Ocorre, porém, que o CMN, ocupadíssimo com suas múltiplas e relevantes atribuições, nenhuma importância conferia, na prática, a apreciar e julgar os recursos. Limitava-se, de forma burocrática e sistemática, a simplesmente negar provimento em bloco aos recursos, “mantendo a decisão recorrida pelos seus próprios fundamentos”. Sequer era permitida sustentação oral dos recorrentes nas sessões.
Um dos primeiros atos após a redemocratização em 1985 foi a criação do Conselho de Recursos do Sistema Financeiro Nacional - CRSFN, para substituir o CMN na atribuição de julgar os recursos das penalidades aplicáveis no âmbito do mercado financeiro e de capitais.Passou a ser conhecido como “Conselhinho” (o “Conselhão” seria o CMN). O Ministro da Fazenda designa seus oito integrantes, sendo quatro entre os indicados pelo setor privado e quatro pelo setor público.
Durante o discurso de instalação do CRSFN, destacou o então Ministro de Estado da Fazenda Francisco Dornelles:
“A criação do Conselho de Recursos do Sistema Financeiro Nacional responde assim à demanda do próprio mercado e do poder público por uma maior eficácia administrativa no trato de questões tão sensíveis e especializadas como são os recursos a penalidades aplicáveis no âmbito do mercado financeiro e de capitais [...] com a finalidade de julgar, em segunda e última instância, os recursos administrativos interpostos das decisões já mencionadas. Por outro lado, o órgão técnico paritário, congregando representantes do próprio mercado e do poder público regulador, será certamente o fórum adequado para a solução, a nível administrativo, de conflitos e litígios de interesse do mercado, podendo assim auxiliar na tarefa que, de outra forma, desaguaria necessariamente no poder judiciário”.
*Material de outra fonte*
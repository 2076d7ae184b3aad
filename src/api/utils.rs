//! Stateless helpers shared by the HTTP handlers

use crate::api::error::ApiError;

/// Parses and validates Content-Type header for application/json
///
/// Accepts:
/// - `application/json`
/// - `application/json; charset=utf-8`
///
/// Rejects:
/// - `application/jsonp`
/// - `application/json-patch+json`
/// - `text/json`
/// - Malformed media types
pub fn parse_content_type(content_type: &str) -> Result<mime::Mime, ApiError> {
    let media_type: mime::Mime = content_type.parse().map_err(|_| {
        ApiError::InvalidPayload(format!("invalid Content-Type: {}", content_type))
    })?;

    if media_type.type_() != mime::APPLICATION || media_type.subtype() != mime::JSON {
        return Err(ApiError::InvalidPayload(format!(
            "Content-Type must be application/json, got: {}/{}",
            media_type.type_(),
            media_type.subtype()
        )));
    }

    Ok(media_type)
}

/// Validates that body size does not exceed the maximum allowed size
pub fn validate_body_size(data: &[u8], max_size: usize) -> Result<(), ApiError> {
    if data.len() > max_size {
        return Err(ApiError::PayloadTooLarge(data.len()));
    }
    Ok(())
}

/// `Content-Disposition` value that makes clients save the body as `file_name`
///
/// Quotes, backslashes and control characters are replaced so the header
/// stays well-formed whatever the downloader named the file.
pub fn content_disposition(file_name: &str) -> String {
    let safe: String = file_name
        .chars()
        .map(|c| match c {
            '"' | '\\' => '_',
            c if c.is_control() => '_',
            c => c,
        })
        .collect();
    format!("attachment; filename=\"{safe}\"")
}

#[cfg(test)]
mod tests {
    use super::*;

    #[test]
    fn test_parse_content_type_valid() {
        assert!(parse_content_type("application/json").is_ok());
        assert!(parse_content_type("application/json; charset=utf-8").is_ok());
        assert!(parse_content_type("application/json; charset=UTF-8").is_ok());
    }

    #[test]
    fn test_parse_content_type_invalid() {
        assert!(parse_content_type("application/jsonp").is_err());
        assert!(parse_content_type("application/json-patch+json").is_err());
        assert!(parse_content_type("text/json").is_err());
        assert!(parse_content_type("text/plain").is_err());
        assert!(parse_content_type("invalid").is_err());
        assert!(parse_content_type("").is_err());
    }

    #[test]
    fn test_validate_body_size_ok() {
        let data = vec![0u8; 1000];
        assert!(validate_body_size(&data, 1000).is_ok());
        assert!(validate_body_size(&data, 2000).is_ok());
        assert!(validate_body_size(&[], 100).is_ok());
    }

    #[test]
    fn test_validate_body_size_too_large() {
        let data = vec![0u8; 1000];
        let result = validate_body_size(&data, 999);
        assert!(result.is_err());
        match result {
            Err(ApiError::PayloadTooLarge(size)) => assert_eq!(size, 1000),
            _ => panic!("Expected PayloadTooLarge error"),
        }
    }

    #[test]
    fn test_content_disposition() {
        assert_eq!(
            content_disposition("clip.mp4"),
            "attachment; filename=\"clip.mp4\""
        );
        assert_eq!(
            content_disposition("a\"b\\c\n.mp4"),
            "attachment; filename=\"a_b_c_.mp4\""
        );
    }
}
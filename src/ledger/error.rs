use thiserror::Error;

use super::jobs::JobStatus;

#[derive(Debug, Error)]
pub enum LedgerError {
    #[error("Job not found: {0}")]
    JobNotFound(String),

    #[error("Job {job_id} is already {status}; no further transitions allowed")]
    TerminalState { job_id: String, status: JobStatus },

    #[error("Job {job_id} cannot move from {from} to {to}")]
    InvalidTransition {
        job_id: String,
        from: JobStatus,
        to: JobStatus,
    },
}

pub type Result<T> = std::result::Result<T, LedgerError>;
//! Job runner - drives one fetch job from RUNNING to a terminal state

use std::path::PathBuf;
use std::sync::Arc;
use std::time::Duration;

use thiserror::Error;
use tokio::sync::mpsc;
use tracing::{debug, info, warn};

use super::process::{ProcessError, ProcessRunner, ProcessSpec};
use crate::config::DownloaderConfig;
use crate::ledger::{Job, JobRegistry, JobStatus, ProgressSnapshot, ProgressStore};
use crate::observability::Metrics;
use crate::parser::{ProgressEvent, parse_line};
use crate::storage::{ArtifactError, resolve_artifact};

const LINE_BUFFER: usize = 128;
const TEMPLATE_SUFFIX: &str = ".%(ext)s";

#[derive(Debug, Error)]
pub enum JobError {
    #[error("Download timed out after {0:?}")]
    Timeout(Duration),

    #[error("Download failed: {0}")]
    ProcessFailed(String),

    #[error("Download finished but no output file was found")]
    ArtifactNotFound,

    #[error("Unexpected failure: {0}")]
    Unknown(String),
}

impl From<ProcessError> for JobError {
    fn from(err: ProcessError) -> Self {
        match err {
            ProcessError::TimedOut { after, .. } => JobError::Timeout(after),
            ProcessError::Failed { .. } => JobError::ProcessFailed(err.diagnostic()),
            other => JobError::Unknown(other.to_string()),
        }
    }
}

impl From<ArtifactError> for JobError {
    fn from(err: ArtifactError) -> Self {
        match err {
            ArtifactError::NotFound { .. } => JobError::ArtifactNotFound,
            ArtifactError::Io(e) => JobError::Unknown(e.to_string()),
        }
    }
}

pub type Result<T> = std::result::Result<T, JobError>;

/// Fetch-mode argument list for `job`
pub fn fetch_args(job: &Job, downloader: &DownloaderConfig) -> Vec<String> {
    let mut args = vec![
        "-f".to_string(),
        job.format_selector.clone(),
        "-o".to_string(),
        job.filename_template.clone(),
        "--no-playlist".to_string(),
        "--merge-output-format".to_string(),
        downloader.merge_output_format.clone(),
        "--no-mtime".to_string(),
        "--newline".to_string(),
    ];
    args.extend(downloader.extra_args.iter().cloned());
    args.push(job.source_url.clone());
    args
}

/// The `<name>` part of a `<name>.%(ext)s` template
pub fn template_stem(template: &str) -> Option<&str> {
    template.strip_suffix(TEMPLATE_SUFFIX).filter(|stem| !stem.is_empty())
}

/// Executes jobs handed over by the worker pool
pub struct JobRunner {
    registry: Arc<JobRegistry>,
    progress: Arc<ProgressStore>,
    runner: Arc<dyn ProcessRunner>,
    downloader: DownloaderConfig,
    metrics: Arc<Metrics>,
}

impl JobRunner {
    pub fn new(
        registry: Arc<JobRegistry>,
        progress: Arc<ProgressStore>,
        runner: Arc<dyn ProcessRunner>,
        downloader: DownloaderConfig,
        metrics: Arc<Metrics>,
    ) -> Self {
        Self {
            registry,
            progress,
            runner,
            downloader,
            metrics,
        }
    }

    /// Run `job` to completion and record the outcome in the registry and
    /// progress store. Never returns an error: failures end up in the job.
    pub async fn run(&self, job: Job) {
        let job_id = job.id.clone();
        info!(job_id = %job_id, url = %job.source_url, "Job started");

        match self.execute(&job).await {
            Ok(path) => {
                self.progress.update(ProgressSnapshot::completed(&job_id)).await;
                match self
                    .registry
                    .complete(&job_id, path.clone(), "Download completed")
                    .await
                {
                    Ok(_) => {
                        self.metrics.job_completed();
                        info!(job_id = %job_id, path = %path.display(), "Job finished");
                    }
                    Err(err) => warn!(job_id = %job_id, error = %err, "Could not mark job done"),
                }
            }
            Err(err) => {
                let message = err.to_string();
                let percentage = self.progress.percentage(&job_id).await.unwrap_or(0);
                self.progress
                    .update(ProgressSnapshot::failed(&job_id, percentage, &message))
                    .await;
                if let Err(ledger_err) = self
                    .registry
                    .transition(&job_id, JobStatus::Error, message.clone())
                    .await
                {
                    warn!(job_id = %job_id, error = %ledger_err, "Could not mark job failed");
                }
                self.metrics.job_failed();
                warn!(job_id = %job_id, error = %message, "Job failed");
            }
        }
    }

    async fn execute(&self, job: &Job) -> Result<PathBuf> {
        let dir = self.downloader.download_dir.clone();
        tokio::fs::create_dir_all(&dir).await.map_err(|e| {
            JobError::Unknown(format!("cannot create {}: {e}", dir.display()))
        })?;

        self.registry
            .transition(&job.id, JobStatus::Running, "Starting")
            .await
            .map_err(|e| JobError::Unknown(e.to_string()))?;
        self.progress.update(ProgressSnapshot::starting(&job.id)).await;

        let spec = ProcessSpec::builder()
            .program(&self.downloader.executable)
            .args(fetch_args(job, &self.downloader))
            .working_dir(dir.clone())
            .timeout(self.downloader.fetch_timeout())
            .merge_stderr(true)
            .build();

        let (tx, rx) = mpsc::channel(LINE_BUFFER);
        let (outcome, ()) = tokio::join!(
            self.runner.run_streaming(spec, tx),
            self.track(&job.id, rx)
        );
        let output = outcome?;

        let path = resolve_artifact(&output, &dir, template_stem(&job.filename_template)).await?;
        Ok(path)
    }

    /// Feed output lines through the parser into the progress store and
    /// mirror them into the job's message
    async fn track(&self, job_id: &str, mut lines: mpsc::Receiver<String>) {
        while let Some(line) = lines.recv().await {
            debug!(job_id, line = %line, "Downloader output");

            match parse_line(&line) {
                Some(ProgressEvent::Progress(update)) => {
                    let message = format!("{} {}%", update.stage.label(), update.percent);
                    self.progress
                        .update(ProgressSnapshot::from_update(job_id, &update))
                        .await;
                    self.mirror(job_id, message).await;
                }
                Some(ProgressEvent::Failed { line }) => {
                    let percentage = self.progress.percentage(job_id).await.unwrap_or(0);
                    self.progress
                        .update(ProgressSnapshot::failed(job_id, percentage, &line))
                        .await;
                    self.mirror(job_id, line).await;
                }
                None => {}
            }
        }
    }

    async fn mirror(&self, job_id: &str, message: String) {
        if let Err(err) = self
            .registry
            .transition(job_id, JobStatus::Running, message)
            .await
        {
            debug!(job_id, error = %err, "Progress not mirrored");
        }
    }
}

#[cfg(test)]
mod tests {
    use super::*;
    use crate::ledger::NewJob;
    use crate::worker::process;
    use async_trait::async_trait;
    use std::time::Duration;
    use tempfile::TempDir;

    /// Streams canned lines, optionally writing the announced file first
    struct Scripted {
        lines: Vec<String>,
        write: Option<(String, &'static [u8])>,
        result: fn(String) -> process::Result<String>,
    }

    #[async_trait]
    impl ProcessRunner for Scripted {
        async fn run_buffered(&self, _spec: ProcessSpec) -> process::Result<String> {
            unreachable!("fetch jobs stream their output")
        }

        async fn run_streaming(
            &self,
            spec: ProcessSpec,
            lines: mpsc::Sender<String>,
        ) -> process::Result<String> {
            if let (Some((name, bytes)), Some(dir)) = (&self.write, &spec.working_dir) {
                std::fs::write(dir.join(name), bytes).unwrap();
            }
            let mut captured = String::new();
            for line in &self.lines {
                captured.push_str(line);
                captured.push('\n');
                lines.send(line.clone()).await.unwrap();
            }
            (self.result)(captured)
        }
    }

    struct Fixture {
        _dir: TempDir,
        registry: Arc<JobRegistry>,
        progress: Arc<ProgressStore>,
        runner: JobRunner,
    }

    fn fixture(scripted: Scripted) -> Fixture {
        let dir = TempDir::new().unwrap();
        let registry = Arc::new(JobRegistry::new());
        let progress = Arc::new(ProgressStore::default());
        let downloader = DownloaderConfig {
            download_dir: dir.path().join("downloads"),
            ..Default::default()
        };
        let runner = JobRunner::new(
            registry.clone(),
            progress.clone(),
            Arc::new(scripted),
            downloader,
            Arc::new(Metrics::new()),
        );
        Fixture {
            _dir: dir,
            registry,
            progress,
            runner,
        }
    }

    async fn submit(registry: &JobRegistry) -> Job {
        registry
            .create(NewJob {
                source_url: "https://example.com/v".to_string(),
                format_selector: "best".to_string(),
                filename_template: "clip.%(ext)s".to_string(),
            })
            .await
    }

    fn lines(raw: &[&str]) -> Vec<String> {
        raw.iter().map(|s| s.to_string()).collect()
    }

    #[tokio::test]
    async fn test_successful_job() {
        let f = fixture(Scripted {
            lines: lines(&[
                "[download] Destination: clip.mp4",
                "[download]  50.0% of 1.00MiB at 1.00MiB/s ETA 00:01",
                "[download] 100% of 1.00MiB",
            ]),
            write: Some(("clip.mp4".to_string(), &b"video-bytes"[..])),
            result: Ok,
        });
        let job = submit(&f.registry).await;

        f.runner.run(job.clone()).await;

        let done = f.registry.get(&job.id).await.unwrap();
        assert_eq!(done.status, JobStatus::Done);
        assert!(done.output_path.unwrap().ends_with("clip.mp4"));

        let snapshot = f.progress.get(&job.id).await.unwrap();
        assert_eq!(snapshot.percentage, 100);
        assert_eq!(snapshot.status, "Completed");
    }

    #[tokio::test]
    async fn test_success_without_artifact_is_failure() {
        let f = fixture(Scripted {
            lines: lines(&["[download] Destination: clip.mp4"]),
            write: None,
            result: Ok,
        });
        let job = submit(&f.registry).await;

        f.runner.run(job.clone()).await;

        let failed = f.registry.get(&job.id).await.unwrap();
        assert_eq!(failed.status, JobStatus::Error);
        assert_eq!(failed.message, JobError::ArtifactNotFound.to_string());
    }

    #[tokio::test]
    async fn test_timeout_message() {
        let f = fixture(Scripted {
            lines: lines(&["[download]  12.0% of 5.00MiB"]),
            write: None,
            result: |output| {
                Err(ProcessError::TimedOut {
                    after: Duration::from_millis(500),
                    output,
                })
            },
        });
        let job = submit(&f.registry).await;

        f.runner.run(job.clone()).await;

        let failed = f.registry.get(&job.id).await.unwrap();
        assert_eq!(failed.status, JobStatus::Error);
        assert_eq!(failed.message, "Download timed out after 500ms");

        // failure snapshot keeps the last percentage
        let snapshot = f.progress.get(&job.id).await.unwrap();
        assert_eq!(snapshot.percentage, 12);
        assert!(snapshot.status.starts_with("Error: "));
    }

    #[tokio::test]
    async fn test_nonzero_exit_reports_tool_error() {
        let f = fixture(Scripted {
            lines: lines(&["ERROR: [youtube] abc: Video unavailable"]),
            write: None,
            result: |output| Err(ProcessError::Failed { code: Some(1), output }),
        });
        let job = submit(&f.registry).await;

        f.runner.run(job.clone()).await;

        let failed = f.registry.get(&job.id).await.unwrap();
        assert_eq!(
            failed.message,
            "Download failed: ERROR: [youtube] abc: Video unavailable"
        );
    }

    #[test]
    fn test_fetch_args() {
        let job = Job {
            id: "j".to_string(),
            source_url: "https://example.com/v".to_string(),
            format_selector: "bestvideo+bestaudio".to_string(),
            filename_template: "clip.%(ext)s".to_string(),
            status: JobStatus::Queued,
            message: String::new(),
            output_path: None,
            created_at: chrono::Utc::now(),
            updated_at: chrono::Utc::now(),
        };
        let downloader = DownloaderConfig {
            extra_args: vec!["--restrict-filenames".to_string()],
            ..Default::default()
        };

        assert_eq!(
            fetch_args(&job, &downloader),
            [
                "-f",
                "bestvideo+bestaudio",
                "-o",
                "clip.%(ext)s",
                "--no-playlist",
                "--merge-output-format",
                "mp4",
                "--no-mtime",
                "--newline",
                "--restrict-filenames",
                "https://example.com/v"
            ]
        );
    }

    #[test]
    fn test_template_stem() {
        assert_eq!(template_stem("clip.%(ext)s"), Some("clip"));
        assert_eq!(template_stem(".%(ext)s"), None);
        assert_eq!(template_stem("%(title)s"), None);
    }
}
Ao longo dos anos, o Conselhinho veio ampliando sua competência, valendo destacar que em 2012 recebeu também a competência, até então atribuída ao Ministro da Fazenda, para julgamento dos recursos das decisões do Conselho de Atividades Financeiras (COAF).
Por outro lado, também vem aumentando sua eficiência. Se no passado vários recursos ficavam represados por terem que transitar necessária e previamente pela Procuradoria Geral da Fazenda Nacional, a partir de fevereiro de 2016 essa Procuradoria só opina previamente por escrito nos casos em que for instada para tal por Conselheiro. Foi realizado naquele ano um mutirão entre os conselheiros para zerar o estoque de recursos que se encontravam na PGFN.
Além disso, o Conselhinho adotou o processamento eletrônico, o que permitiu maior velocidade, transparência e eliminou o atraso na entrega dos votos dos relatores, já que o sistema só aceita ser pautado para julgamento o recurso cujo voto do relator esteja inserido como minuta.
Justamente nesse momento em que o CRSFN se acha apto a atender aos padrões de eficiência exigidos pela OCDE, o Decreto 9.759, de 11 de abril, extinguiu e estabeleceu novas diretrizes, regras e limitações para colegiados da administração pública federal, incluindo o Conselhinho.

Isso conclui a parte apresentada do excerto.